--- RECORDS SUPPLIED Enclosed Below ---

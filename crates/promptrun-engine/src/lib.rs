//! Prompt execution engine
//!
//! [`PromptExecutor`] drives one stored prompt through
//! `INIT -> LLM_CALL -> {DONE | TOOL_DISPATCH -> LLM_CALL}`, bounded by a
//! [`CallBudget`], optionally scored and wrapped in a validation gate that
//! re-runs whole attempts.

mod budget;
mod orchestrator;
mod request;

pub use budget::CallBudget;
pub use orchestrator::PromptExecutor;
pub use request::{
    EffectiveLimits, EngineSettings, ExecutionRequest, ExecutionResponse, PromptLimits,
};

--- End of Enclosed RECORDS SUPPLIED ---

EXERCISE INSTRUCTIONS – Give back every entry above, complete and exact.

RESPONSE AREA –
filename crates/promptrun-engine/src/lib.rs
//! Prompt execution engine
//!
//! [`PromptExecutor`] drives one stored prompt through
//! `INIT -> LLM_CALL -> {DONE | TOOL_DISPATCH -> LLM_CALL}`, bounded by a
//! [`CallBudget`], optionally scored and wrapped in a validation gate that
//! re-runs whole attempts.

mod budget;
mod orchestrator;
mod request;

pub use budget::CallBudget;
pub use orchestrator::PromptExecutor;
pub use request::{
    EffectiveLimits, EngineSettings, ExecutionRequest, ExecutionResponse, PromptLimits,
};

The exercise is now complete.